SUMMARY Programmed cell death (PCD) is crucial for development and homeostasis of all multicellular organisms. In human cells, the double role of extra‐mitochondrial cytochrome c in triggering apoptosis and inhibiting survival pathways is well reported. In plants, however, the specific role of cytochrome c upon release from the mitochondria remains in part veiled yet death stimuli do trigger cytochrome c translocation as well. Here, we identify an Arabidopsis thaliana 14‐3‐3ι isoform as a cytosolic cytochrome c target and inhibitor of caspase‐like activity.
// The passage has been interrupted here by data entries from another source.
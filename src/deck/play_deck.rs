//! The per-game deck.

use rustc_hash::FxHashSet;
use serde::{Deserialize, Serialize};
use tracing::debug;

use crate::cards::{BoardCard, CardId, Catalog};
use crate::core::rng::GameRng;

/// One game's identifier-tagged copy of the catalog.
///
/// Built fresh for every game, so shuffles never share state.
///
/// ## Example
///
/// ```
/// use timeline_engine::cards::{Catalog, EventRecord};
/// use timeline_engine::core::GameRng;
/// use timeline_engine::deck::Deck;
///
/// let catalog = Catalog::new(vec![EventRecord::new(1), EventRecord::new(2), EventRecord::new(3)]);
/// let deck = Deck::shuffled(&catalog, &mut GameRng::new(7));
///
/// assert_eq!(deck.len(), 3);
/// assert!(deck.has_unique_ids());
/// ```
#[derive(Clone, Debug, Default, PartialEq, Eq, Serialize, Deserialize)]
#[serde(transparent)]
pub struct Deck {
    cards: Vec<BoardCard>,
}

impl Deck {
    /// Build an unshuffled deck. Each card's id is its catalog index.
    #[must_use]
    pub fn build(catalog: &Catalog) -> Self {
        let cards: Vec<BoardCard> = catalog
            .iter()
            .enumerate()
            .map(|(index, record)| {
                // Catalogs never approach u32::MAX entries
                #[allow(clippy::cast_possible_truncation)]
                let id = CardId::new(index as u32);
                BoardCard::new(id, record.clone())
            })
            .collect();

        debug!(cards = cards.len(), "built deck");
        Self { cards }
    }

    /// Build and shuffle in one step.
    #[must_use]
    pub fn shuffled(catalog: &Catalog, rng: &mut GameRng) -> Self {
        let mut deck = Self::build(catalog);
        deck.shuffle(rng);
        deck
    }

    /// Wrap already-dealt cards (restored games, tests).
    #[must_use]
    pub fn from_cards(cards: Vec<BoardCard>) -> Self {
        Self { cards }
    }

    /// Permute the deck in place with an unbiased Fisher–Yates shuffle.
    pub fn shuffle(&mut self, rng: &mut GameRng) {
        rng.shuffle(&mut self.cards);
        debug!(cards = self.cards.len(), seed = rng.seed(), "shuffled deck");
    }

    /// The card at a draw position.
    #[must_use]
    pub fn card_at(&self, index: usize) -> Option<&BoardCard> {
        self.cards.get(index)
    }

    /// All cards in draw order.
    #[must_use]
    pub fn cards(&self) -> &[BoardCard] {
        &self.cards
    }

    /// Number of cards.
    #[must_use]
    pub fn len(&self) -> usize {
        self.cards.len()
    }

    /// Check if the deck is empty.
    #[must_use]
    pub fn is_empty(&self) -> bool {
        self.cards.is_empty()
    }

    /// Check that no id appears twice.
    #[must_use]
    pub fn has_unique_ids(&self) -> bool {
        let mut seen = FxHashSet::default();
        self.cards.iter().all(|card| seen.insert(card.id))
    }

    /// Check if a card with this id is in the deck.
    #[must_use]
    pub fn contains(&self, id: CardId) -> bool {
        self.cards.iter().any(|card| card.id == id)
    }
}
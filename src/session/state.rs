//! Game session state machine.
//!
//! ```text
//!   Start ──deal──▶ Playing ──wrong placement──▶ GameOver (lost)
//!                      │  ▲                          │
//!                      │  └── correct, cards left    │
//!                      └──correct, deck exhausted──▶ GameOver (won)
//!
//!   deal is reachable from every phase and replaces the session wholesale
//! ```
//!
//! The board is non-decreasing by year whenever the phase is `Playing`. A
//! wrong placement never touches the board; it ends the game instead.

use serde::{Deserialize, Serialize};
use tracing::{debug, info};

use super::snapshot::PersistedSnapshot;
use crate::cards::{BoardCard, CardId};
use crate::core::error::EngineError;
use crate::core::MIN_DEAL_SIZE;
use crate::deck::Deck;
use crate::rules::{is_chronological, is_valid_insertion};

/// Session phase.
#[derive(Clone, Copy, Debug, Default, PartialEq, Eq, Hash, Serialize, Deserialize)]
#[serde(rename_all = "camelCase")]
pub enum Phase {
    /// Nothing dealt yet.
    #[default]
    Start,
    /// A card is awaiting placement.
    Playing,
    /// Ended by a wrong placement or by placing the last card.
    GameOver,
}

impl Phase {
    /// Wire name, matching the stored snapshot.
    #[must_use]
    pub const fn as_str(self) -> &'static str {
        match self {
            Self::Start => "start",
            Self::Playing => "playing",
            Self::GameOver => "gameOver",
        }
    }
}

impl std::fmt::Display for Phase {
    fn fmt(&self, f: &mut std::fmt::Formatter<'_>) -> std::fmt::Result {
        f.write_str(self.as_str())
    }
}

/// Why a placement attempt was dropped without effect.
#[derive(Clone, Copy, Debug, PartialEq, Eq)]
pub enum IgnoreReason {
    /// The session is not in `Playing`.
    NotPlaying(Phase),
    /// No card is awaiting placement.
    NoActiveCard,
    /// The position is past the last drop target.
    OutOfRange {
        /// Requested position.
        position: usize,
        /// Number of valid drop targets.
        slots: usize,
    },
}

/// Result of one placement attempt.
#[derive(Clone, Copy, Debug, PartialEq, Eq)]
pub enum PlacementOutcome {
    /// Nothing changed.
    Ignored(IgnoreReason),
    /// Correct; the next card is now active.
    Placed {
        /// The card that was placed.
        card: CardId,
        /// Where it went.
        position: usize,
    },
    /// Correct, and it was the last card.
    Won {
        /// The card that was placed.
        card: CardId,
        /// Where it went.
        position: usize,
    },
    /// Wrong; the board is unchanged and the game is over.
    Lost {
        /// The rejected card.
        card: CardId,
        /// Where the player tried to put it.
        position: usize,
    },
}

impl PlacementOutcome {
    /// Check if the attempt was dropped.
    #[must_use]
    pub fn is_ignored(&self) -> bool {
        matches!(self, Self::Ignored(_))
    }

    /// Check if the card went onto the board.
    #[must_use]
    pub fn is_correct(&self) -> bool {
        matches!(self, Self::Placed { .. } | Self::Won { .. })
    }

    /// Check if this attempt moved the session to `GameOver`.
    #[must_use]
    pub fn ends_game(&self) -> bool {
        matches!(self, Self::Won { .. } | Self::Lost { .. })
    }
}

/// One live game.
///
/// Mutated only through [`GameSession::deal`] (which builds a new session)
/// and [`GameSession::attempt_placement`].
#[derive(Clone, Debug, Default, PartialEq, Eq)]
pub struct GameSession {
    phase: Phase,
    board: Vec<BoardCard>,
    active_card: Option<BoardCard>,
    score: u32,
    deck: Deck,
    deck_cursor: usize,
    last_failed_card: Option<BoardCard>,
}

impl GameSession {
    /// A session in `Start` with nothing dealt.
    #[must_use]
    pub fn new() -> Self {
        Self::default()
    }

    /// Deal a new game from a shuffled deck.
    ///
    /// The first card seeds the board and the second becomes active.
    /// Fails if the deck holds fewer than `required` cards (never less
    /// than two).
    pub fn deal(deck: Deck, required: usize) -> Result<Self, EngineError> {
        let required = required.max(MIN_DEAL_SIZE);
        let too_small = EngineError::CatalogTooSmall {
            found: deck.len(),
            required,
        };
        let (Some(first), Some(second)) = (deck.card_at(0), deck.card_at(1)) else {
            return Err(too_small);
        };
        if deck.len() < required {
            return Err(too_small);
        }

        let board = vec![first.clone()];
        let active_card = Some(second.clone());
        info!(cards = deck.len(), "dealt new game");

        Ok(Self {
            phase: Phase::Playing,
            board,
            active_card,
            score: 0,
            deck,
            deck_cursor: 2,
            last_failed_card: None,
        })
    }

    /// Try to insert the active card at `position`.
    ///
    /// Stale attempts (wrong phase, no active card) and positions past the
    /// last drop target are ignored and leave the session untouched.
    pub fn attempt_placement(&mut self, position: usize) -> PlacementOutcome {
        if self.phase != Phase::Playing {
            return PlacementOutcome::Ignored(IgnoreReason::NotPlaying(self.phase));
        }
        let Some(card) = self.active_card.take() else {
            return PlacementOutcome::Ignored(IgnoreReason::NoActiveCard);
        };
        let slots = self.drop_target_count();
        if position >= slots {
            self.active_card = Some(card);
            return PlacementOutcome::Ignored(IgnoreReason::OutOfRange { position, slots });
        }

        let id = card.id;
        if !is_valid_insertion(&self.board, &card, position) {
            info!(card = %id, position, score = self.score, "wrong placement, game lost");
            self.last_failed_card = Some(card);
            self.phase = Phase::GameOver;
            return PlacementOutcome::Lost { card: id, position };
        }

        self.board.insert(position, card);
        self.score += 1;
        debug_assert!(is_chronological(&self.board));

        match self.deck.card_at(self.deck_cursor) {
            Some(next) => {
                self.active_card = Some(next.clone());
                self.deck_cursor += 1;
                debug!(card = %id, position, score = self.score, "card placed");
                PlacementOutcome::Placed { card: id, position }
            }
            None => {
                self.phase = Phase::GameOver;
                info!(score = self.score, "deck exhausted, game won");
                PlacementOutcome::Won { card: id, position }
            }
        }
    }

    // === Observers ===

    /// Current phase.
    #[must_use]
    pub fn phase(&self) -> Phase {
        self.phase
    }

    /// Placed cards, oldest year first.
    #[must_use]
    pub fn board(&self) -> &[BoardCard] {
        &self.board
    }

    /// Card awaiting placement.
    #[must_use]
    pub fn active_card(&self) -> Option<&BoardCard> {
        self.active_card.as_ref()
    }

    /// Correct placements so far.
    #[must_use]
    pub fn score(&self) -> u32 {
        self.score
    }

    /// The card that ended the game, if it was lost.
    #[must_use]
    pub fn last_failed_card(&self) -> Option<&BoardCard> {
        self.last_failed_card.as_ref()
    }

    /// The full deck for this game.
    #[must_use]
    pub fn deck(&self) -> &Deck {
        &self.deck
    }

    /// Index of the next undrawn card.
    #[must_use]
    pub fn deck_cursor(&self) -> usize {
        self.deck_cursor
    }

    /// Cards not yet drawn.
    #[must_use]
    pub fn remaining(&self) -> usize {
        self.deck.len().saturating_sub(self.deck_cursor)
    }

    /// Number of drop targets: one per gap, including both ends.
    #[must_use]
    pub fn drop_target_count(&self) -> usize {
        self.board.len() + 1
    }

    /// Check if the game ended with every card placed.
    #[must_use]
    pub fn is_won(&self) -> bool {
        self.phase == Phase::GameOver && self.last_failed_card.is_none()
    }

    // === Snapshots ===

    /// Capture the session for storage.
    ///
    /// Returns `None` outside `Playing`: finished and unstarted games are
    /// never persisted.
    #[must_use]
    pub fn snapshot(&self) -> Option<PersistedSnapshot> {
        match self.phase {
            Phase::Playing => Some(PersistedSnapshot {
                phase: self.phase,
                board: self.board.clone(),
                active_card: self.active_card.clone(),
                score: self.score,
                deck: self.deck.clone(),
                deck_cursor: self.deck_cursor,
            }),
            Phase::Start | Phase::GameOver => None,
        }
    }

    /// Rebuild a session from a stored snapshot.
    ///
    /// Only `Playing` snapshots whose contents agree with each other are
    /// accepted; anything else is treated as no snapshot.
    #[must_use]
    pub fn restore(snapshot: PersistedSnapshot) -> Option<Self> {
        if let Err(problem) = snapshot.check_consistency() {
            debug!(problem, "snapshot rejected");
            return None;
        }

        Some(Self {
            phase: snapshot.phase,
            board: snapshot.board,
            active_card: snapshot.active_card,
            score: snapshot.score,
            deck: snapshot.deck,
            deck_cursor: snapshot.deck_cursor,
            last_failed_card: None,
        })
    }
}
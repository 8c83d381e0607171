//! Cards in play.
//!
//! A `BoardCard` is an [`EventRecord`] tagged with the id it received when
//! the deck was built. Ids come from catalog positions, so two cards with
//! identical dates are still distinct cards.

use serde::{Deserialize, Serialize};

use super::record::EventRecord;

/// Identifier of a card within one dealt deck.
///
/// Equal to the record's index in the catalog.
#[derive(Clone, Copy, Debug, PartialEq, Eq, PartialOrd, Ord, Hash, Serialize, Deserialize)]
#[serde(transparent)]
pub struct CardId(pub u32);

impl CardId {
    /// Create a new card ID.
    #[must_use]
    pub const fn new(id: u32) -> Self {
        Self(id)
    }

    /// Get the raw ID value.
    #[must_use]
    pub const fn raw(self) -> u32 {
        self.0
    }
}

impl std::fmt::Display for CardId {
    fn fmt(&self, f: &mut std::fmt::Formatter<'_>) -> std::fmt::Result {
        write!(f, "Card({})", self.0)
    }
}

/// A record dealt into a game.
///
/// Serializes as the catalog record with an extra `id` field.
#[derive(Clone, Debug, PartialEq, Eq, Serialize, Deserialize)]
pub struct BoardCard {
    /// Deck-unique id.
    pub id: CardId,

    /// The underlying event.
    #[serde(flatten)]
    pub record: EventRecord,
}

impl BoardCard {
    /// Tag a record with an id.
    #[must_use]
    pub fn new(id: CardId, record: EventRecord) -> Self {
        Self { id, record }
    }

    /// The event's signed year.
    #[must_use]
    pub fn date(&self) -> i64 {
        self.record.date
    }
}
//! Property tests for the placement validator and the deck shuffle.

use proptest::prelude::*;
use timeline_engine::cards::{BoardCard, CardId, Catalog, EventRecord};
use timeline_engine::core::GameRng;
use timeline_engine::deck::Deck;
use timeline_engine::rules::{is_chronological, is_valid_insertion, valid_positions};
use timeline_engine::session::{GameSession, Phase};

fn card(id: u32, date: i64) -> BoardCard {
    BoardCard::new(CardId::new(id), EventRecord::new(date))
}

fn sorted_board(dates: Vec<i64>) -> Vec<BoardCard> {
    let mut dates = dates;
    dates.sort_unstable();
    dates.into_iter().enumerate().map(|(i, d)| card(i as u32, d)).collect()
}

fn arb_board() -> impl Strategy<Value = Vec<BoardCard>> {
    prop::collection::vec(-3000i64..3000, 0..12).prop_map(sorted_board)
}

proptest! {
    #![proptest_config(ProptestConfig::with_cases(512))]

    // Validator

    #[test]
    fn valid_iff_insertion_stays_sorted(
        board in arb_board(),
        date in -3500i64..3500,
        position in 0usize..14
    ) {
        let candidate = card(999, date);
        let expected = position <= board.len() && {
            let mut after = board.clone();
            after.insert(position, candidate.clone());
            is_chronological(&after)
        };
        prop_assert_eq!(is_valid_insertion(&board, &candidate, position), expected);
    }

    #[test]
    fn some_position_is_always_valid(board in arb_board(), date in -3500i64..3500) {
        let positions = valid_positions(&board, &card(999, date));
        prop_assert!(!positions.is_empty());

        // Valid positions form one contiguous run
        let run: Vec<usize> = (positions[0]..positions[0] + positions.len()).collect();
        prop_assert_eq!(positions, run);
    }

    #[test]
    fn distinct_dates_have_exactly_one_slot(
        dates in prop::collection::btree_set(-3000i64..3000, 1..12),
        pick in any::<prop::sample::Index>()
    ) {
        let dates: Vec<i64> = dates.into_iter().collect();
        let held_out = dates[pick.index(dates.len())];
        let board = sorted_board(dates.iter().copied().filter(|&d| d != held_out).collect());

        prop_assert_eq!(valid_positions(&board, &card(999, held_out)).len(), 1);
    }

    // Shuffle

    #[test]
    fn shuffle_is_a_permutation(
        dates in prop::collection::vec(-3000i64..3000, 0..40),
        seed in any::<u64>()
    ) {
        let catalog = Catalog::new(dates.iter().copied().map(EventRecord::new).collect());
        let deck = Deck::shuffled(&catalog, &mut GameRng::new(seed));

        prop_assert_eq!(deck.len(), catalog.len());
        prop_assert!(deck.has_unique_ids());

        let mut ids: Vec<u32> = deck.cards().iter().map(|c| c.id.raw()).collect();
        ids.sort_unstable();
        prop_assert_eq!(ids, (0..catalog.len() as u32).collect::<Vec<_>>());

        for dealt in deck.cards() {
            prop_assert_eq!(Some(&dealt.record), catalog.get(dealt.id.raw() as usize));
        }
    }

    // Session

    #[test]
    fn correct_play_keeps_board_sorted(
        dates in prop::collection::vec(-3000i64..3000, 2..20),
        seed in any::<u64>()
    ) {
        let catalog = Catalog::new(dates.iter().copied().map(EventRecord::new).collect());
        let deck = Deck::shuffled(&catalog, &mut GameRng::new(seed));
        let mut session = GameSession::deal(deck, 2).unwrap();

        let mut score = 0;
        while session.phase() == Phase::Playing {
            let position = valid_positions(session.board(), session.active_card().unwrap())[0];
            prop_assert!(session.attempt_placement(position).is_correct());
            score += 1;
            prop_assert!(is_chronological(session.board()));
            prop_assert_eq!(session.score(), score);
        }
        prop_assert_eq!(session.board().len(), dates.len());
        prop_assert!(session.is_won());
    }
}

// =============================================================================
// Shuffle fairness
// =============================================================================

/// Chi-square test of where each card lands over many shuffles.
///
/// For n = 6 there are 36 (card, position) cells, each expected
/// `trials / 6` times, with 25 degrees of freedom. `CRITICAL` is the
/// 0.9999 quantile of that distribution.
#[test]
fn test_shuffle_positions_are_uniform() {
    const N: usize = 6;
    const TRIALS: usize = 60_000;
    const CRITICAL: f64 = 60.0;

    let catalog = Catalog::new((0..N as i64).map(EventRecord::new).collect());
    let mut rng = GameRng::new(0xC0FFEE);
    let mut counts = [[0usize; N]; N];

    for _ in 0..TRIALS {
        let deck = Deck::shuffled(&catalog, &mut rng);
        for (position, dealt) in deck.cards().iter().enumerate() {
            counts[dealt.id.raw() as usize][position] += 1;
        }
    }

    let expected = TRIALS as f64 / N as f64;
    let chi_square: f64 = counts
        .iter()
        .flatten()
        .map(|&observed| {
            let diff = observed as f64 - expected;
            diff * diff / expected
        })
        .sum();

    assert!(
        chi_square < CRITICAL,
        "chi-square {chi_square:.2} too large: {counts:?}"
    );
}

#[test]
fn test_validator_reference_board() {
    let board = sorted_board(vec![100, 200, 400]);

    assert_eq!(valid_positions(&board, &card(9, 300)), vec![2]);
    assert_eq!(valid_positions(&board, &card(9, 50)), vec![0]);
    assert_eq!(valid_positions(&board, &card(9, 200)), vec![1, 2]);
    assert!(!is_valid_insertion(&board, &card(9, 300), 4));
}
//! Error types.
//!
//! Only a handful of failures ever reach the embedding application:
//! a catalog that cannot be loaded, a catalog too small to deal, and
//! storage backend failures (which the game itself logs and absorbs).

use std::path::PathBuf;

/// Failure loading a card catalog.
#[derive(Debug, thiserror::Error)]
pub enum CatalogError {
    /// The catalog is not valid JSON or does not match the record shape.
    #[error("invalid catalog JSON: {0}")]
    Json(#[from] serde_json::Error),

    /// A record's `date` is not a signed integer.
    #[error("catalog entry {index} has unparsable date {value:?}")]
    InvalidDate {
        /// Position of the record in the catalog.
        index: usize,
        /// The raw date string.
        value: String,
    },

    /// The catalog file could not be read.
    #[error("failed to read catalog file {path}: {source}")]
    Io {
        /// Path that was read.
        path: PathBuf,
        /// Underlying error.
        source: std::io::Error,
    },
}

/// Fatal engine failure reported to the caller.
#[derive(Debug, Clone, PartialEq, Eq, thiserror::Error)]
pub enum EngineError {
    /// Not enough cards to deal a game.
    #[error("catalog has {found} cards, at least {required} are needed to deal a game")]
    CatalogTooSmall {
        /// Cards available.
        found: usize,
        /// Cards required.
        required: usize,
    },
}

/// Failure inside a storage backend.
#[derive(Debug, thiserror::Error)]
pub enum StorageError {
    /// Filesystem access failed.
    #[error("storage I/O error at {path}: {source}")]
    Io {
        /// Path involved.
        path: PathBuf,
        /// Underlying error.
        source: std::io::Error,
    },

    /// The value could not be serialized.
    #[error("failed to serialize snapshot: {0}")]
    Serialize(#[from] serde_json::Error),

    /// The key cannot be used by this backend.
    #[error("invalid storage key {0:?}")]
    InvalidKey(String),
}
//! Durable form of an in-progress game.
//!
//! Field names match the stored JSON used by the web client so that an
//! existing saved game keeps loading:
//!
//! ```json
//! {
//!   "gameState": "playing",
//!   "boardCards": [ { "id": 4, "date": "-33", "event": {..}, "bible_reference": {..} } ],
//!   "currentCard": { "id": 9, ... },
//!   "score": 0,
//!   "shuffledDeck": [ ... ],
//!   "deckIndex": 2
//! }
//! ```
//!
//! There is no version field. Anything that fails to parse, or parses but
//! contradicts itself, is treated as no snapshot at all.

use serde::{Deserialize, Serialize};

use super::state::Phase;
use crate::cards::BoardCard;
use crate::deck::Deck;
use crate::rules::is_chronological;

/// Stored copy of a `Playing` session.
#[derive(Clone, Debug, PartialEq, Eq, Serialize, Deserialize)]
pub struct PersistedSnapshot {
    /// Always `Playing` when written by the engine.
    #[serde(rename = "gameState")]
    pub phase: Phase,

    /// Placed cards, oldest year first.
    #[serde(rename = "boardCards")]
    pub board: Vec<BoardCard>,

    /// Card awaiting placement.
    #[serde(rename = "currentCard")]
    pub active_card: Option<BoardCard>,

    /// Correct placements so far.
    pub score: u32,

    /// The game's full deck.
    #[serde(rename = "shuffledDeck")]
    pub deck: Deck,

    /// Index of the next undrawn card.
    #[serde(rename = "deckIndex")]
    pub deck_cursor: usize,
}

impl PersistedSnapshot {
    /// Parse a stored value. `None` for anything that is not a snapshot.
    #[must_use]
    pub fn from_json(json: &str) -> Option<Self> {
        serde_json::from_str(json).ok()
    }

    /// Check that the snapshot describes a game the engine could have
    /// produced.
    ///
    /// Returns a short description of the first problem found.
    pub fn check_consistency(&self) -> Result<(), &'static str> {
        if self.phase != Phase::Playing {
            return Err("phase is not playing");
        }
        let Some(active) = &self.active_card else {
            return Err("no active card");
        };
        if self.deck_cursor < 2 || self.deck_cursor > self.deck.len() {
            return Err("deck cursor out of range");
        }
        if self.board.len() + 1 != self.deck_cursor {
            return Err("board size does not match deck cursor");
        }
        if u32::try_from(self.board.len()).ok() != self.score.checked_add(1) {
            return Err("score does not match board size");
        }
        if !is_chronological(&self.board) {
            return Err("board is out of order");
        }
        if !self.deck.has_unique_ids() {
            return Err("deck has duplicate ids");
        }
        let mut drawn = self.board.iter().chain(std::iter::once(active));
        if !drawn.all(|card| self.deck.contains(card.id)) {
            return Err("card missing from deck");
        }
        Ok(())
    }
}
This finding establishes the 14‐3‐3ι protein as a relevant factor at the onset of plant H2O2‐induced PCD. The in vivo and in vitro studies herein reported reveal that the interaction between cytochrome c and 14‐3‐3ι exhibits noticeable similarities with the complex formed by their human orthologues. Further analysis of the heterologous complexes between human and plant cytochrome c with plant 14‐3‐3ι and human 14‐3‐3ε isoforms corroborated common features. These results suggest that cytochrome c blocks p14‐3‐3ι so as to inhibit caspase‐like proteases, which in turn promote cell death upon H2O2 treatment. Besides establishing common biochemical features between human and plant PCD, this work sheds light onto the signaling networks of plant cell death. Significance Statement Common features of the cytochrome c‐dependent pathways leading to programmed cell death in plants and humans are herein revealed. In response to oxidative stress, cytochrome c is released from mitochondria to the cytoplasm to hamper the iota isoform of the 14‐3‐3 protein family, thereby decreasing the inhibition of caspase‐like activity and likely contributing to promote cell death in plants.